Hay más residentes en la cafetería, más enfermeras con el aparato de tomar la tensión, más llamadas por los altavoces, y la reunión, la mesa redonda, se desbarata un poco. Me cuenta alguien que prefieren votar en los colegios antes que en la residencia "porque así nos sentimos más libres". Y que hubo un candidato a alcalde que pasó por allí regalando perfumeros. Cuando les pregunto sobre los cambios que desearían en el pueblo, responden que una escalera mecánica que les comunicara con el centro vendría bien.

Nada más levantarnos de la mesa, una anciana menuda aborda a Alain, el estudiante de medicina que me ha ayudado a organizar el encuentro.

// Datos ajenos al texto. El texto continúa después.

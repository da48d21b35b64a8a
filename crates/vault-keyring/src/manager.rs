//! Generation, persistence and retrieval of the database key.
//!
//! The stored entry has the form `v1.<device-tag>.<base64 key>`. The key is
//! derived once with HKDF-SHA256 from fresh random material, salted with the
//! device digest, and never re-derived afterwards: later runs read it back
//! verbatim.

use crate::{DeviceIdentity, SecureStorage, StorageError, DATABASE_KEY_ACCOUNT};
use base64::{engine::general_purpose::STANDARD as BASE64, Engine};
use hkdf::Hkdf;
use rand::rngs::OsRng;
use rand::RngCore;
use sha2::Sha256;
use std::fmt;
use thiserror::Error;
use tracing::{debug, info, warn};

/// Key length in bytes.
pub const KEY_LEN: usize = 32;

const FORMAT_VERSION: &str = "v1";
const HKDF_INFO: &[u8] = b"deskvault-database-key-v1";

/// Errors from the key lifecycle. All of them are fatal for opening the store.
#[derive(Error, Debug)]
pub enum KeyError {
    #[error("secret store unavailable: {0}")]
    Unavailable(#[from] StorageError),

    #[error("stored key is corrupted: {0}")]
    Corrupted(String),

    #[error("stored key belongs to another device")]
    DeviceMismatch,

    #[error("key derivation failed")]
    Derivation,
}

pub type KeyResult<T> = Result<T, KeyError>;

/// A 256-bit symmetric key. `Debug` never prints the bytes.
#[derive(Clone, PartialEq, Eq)]
pub struct EncryptionKey([u8; KEY_LEN]);

impl EncryptionKey {
    pub fn from_bytes(bytes: [u8; KEY_LEN]) -> Self {
        Self(bytes)
    }

    pub fn as_bytes(&self) -> &[u8; KEY_LEN] {
        &self.0
    }
}

impl fmt::Debug for EncryptionKey {
    fn fmt(&self, f: &mut fmt::Formatter<'_>) -> fmt::Result {
        f.write_str("EncryptionKey(<redacted>)")
    }
}

/// What the secret store currently holds, without exposing the key.
#[derive(Debug, Clone, Copy, PartialEq, Eq)]
pub enum KeyStatus {
    Missing,
    Present,
    ForeignDevice,
    Corrupted,
}

/// Owns the device-bound database key.
pub struct KeyManager {
    storage: Box<dyn SecureStorage>,
    device: DeviceIdentity,
}

impl KeyManager {
    pub fn new(storage: Box<dyn SecureStorage>, device: DeviceIdentity) -> Self {
        Self { storage, device }
    }

    /// Key manager over the platform secret store for the current device.
    pub fn platform() -> KeyResult<Self> {
        let storage = crate::create_storage(crate::SERVICE_NAME)?;
        Ok(Self::new(storage, DeviceIdentity::current()))
    }

    pub fn device(&self) -> &DeviceIdentity {
        &self.device
    }

    /// Return the stored key, generating and persisting one on first run.
    pub fn get_or_create_key(&self) -> KeyResult<EncryptionKey> {
        if let Some(key) = self.load_key()? {
            debug!("Loaded database key from secret store");
            return Ok(key);
        }

        let key = self.derive_fresh_key()?;
        self.storage
            .set(DATABASE_KEY_ACCOUNT, &self.encode(&key))?;

        // Read back so a store that silently drops writes fails now, not on next start.
        match self.load_key()? {
            Some(stored) if stored == key => {
                info!(device_tag = %self.device.tag(), "Generated new database key");
                Ok(key)
            }
            _ => Err(KeyError::Corrupted(
                "secret store did not persist the new key".to_string(),
            )),
        }
    }

    /// Read the stored key. `None` when no entry exists.
    pub fn load_key(&self) -> KeyResult<Option<EncryptionKey>> {
        match self.storage.get(DATABASE_KEY_ACCOUNT)? {
            Some(entry) => self.decode(&entry).map(Some),
            None => Ok(None),
        }
    }

    pub fn status(&self) -> KeyResult<KeyStatus> {
        match self.load_key() {
            Ok(Some(_)) => Ok(KeyStatus::Present),
            Ok(None) => Ok(KeyStatus::Missing),
            Err(KeyError::DeviceMismatch) => Ok(KeyStatus::ForeignDevice),
            Err(KeyError::Corrupted(_)) => Ok(KeyStatus::Corrupted),
            Err(e) => Err(e),
        }
    }

    /// Remove the stored key. Data encrypted with it becomes unreadable.
    pub fn delete_key(&self) -> KeyResult<bool> {
        let removed = self.storage.delete(DATABASE_KEY_ACCOUNT)?;
        if removed {
            warn!("Deleted database key from secret store");
        }
        Ok(removed)
    }

    fn derive_fresh_key(&self) -> KeyResult<EncryptionKey> {
        let mut material = [0u8; KEY_LEN];
        OsRng.fill_bytes(&mut material);

        let salt = self.device.digest();
        let hkdf = Hkdf::<Sha256>::new(Some(&salt), &material);
        let mut okm = [0u8; KEY_LEN];
        hkdf.expand(HKDF_INFO, &mut okm)
            .map_err(|_| KeyError::Derivation)?;
        Ok(EncryptionKey(okm))
    }

    fn encode(&self, key: &EncryptionKey) -> String {
        format!(
            "{}.{}.{}",
            FORMAT_VERSION,
            self.device.tag(),
            BASE64.encode(key.as_bytes())
        )
    }

    fn decode(&self, entry: &str) -> KeyResult<EncryptionKey> {
        let mut parts = entry.trim().splitn(3, '.');
        let (version, tag, encoded) = match (parts.next(), parts.next(), parts.next()) {
            (Some(v), Some(t), Some(k)) => (v, t, k),
            _ => return Err(KeyError::Corrupted("unrecognised entry format".to_string())),
        };

        if version != FORMAT_VERSION {
            return Err(KeyError::Corrupted(format!("unsupported version {version}")));
        }
        if tag != self.device.tag() {
            return Err(KeyError::DeviceMismatch);
        }

        let bytes = BASE64
            .decode(encoded)
            .map_err(|e| KeyError::Corrupted(e.to_string()))?;
        let bytes: [u8; KEY_LEN] = bytes
            .try_into()
            .map_err(|v: Vec<u8>| KeyError::Corrupted(format!("expected {KEY_LEN} bytes, got {}", v.len())))?;
        Ok(EncryptionKey(bytes))
    }
}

Le reprocha que ella no haya sido invitada. "Fui yo el que decidió llamar a Alicia -le interrumpo-. Leí el artículo que sobre ella escribió el periodista Julio Flor, y de ahí salió todo". "¿Alicia? -dice la anciana menuda con gesto displicente-. Esa ha viajado porque fue una evacuada. Pero yo he viajado más. He estado en Inglaterra, en Alemania y en Italia,". "¿Y cómo es que ha viajado tanto? ", le pregunto. "Porque soy de la familia de Franco", responde.

Las sorpresas se encadenan en esta residencia. Aún no he terminado de hablar con la anciana y ya baja Alicia de su habitación con una fotos que me quiere mostrar. Primera foto: la Pasionaria sentada en la cocina de un piso. Segunda foto: La Pasionaria, Solé Turá y la propia Alicia en la misma cocina. Alicia me explica: "Vinieron a Bilbao a dar un mitin, y Dolores y su secretaria se quedaron en mi piso de Santurce. ¡Fíjate cómo habría vivido aquella mujer que, al ver el piso, que era modesto, dijo: ¡Nunca he dormido en una casa tan elegante como ésta!".

Las fotos vuelven al sobre; afuera, luce el sol; recojo mis cosas y me dispongo a salir. Se me acerca Pepe Norato. "Yo le he contado poco -dice-. Pero hay cosas de las que no soy capaz de hablar, porque me emociono mucho". Alain le pasa la mano por el hombro. "¡Adiós!", digo en alto, pero los residentes que están en aquella zona no parecen tan animados como los participantes en la mesa redonda, y sólo Pepe me responde estrechándome la mano.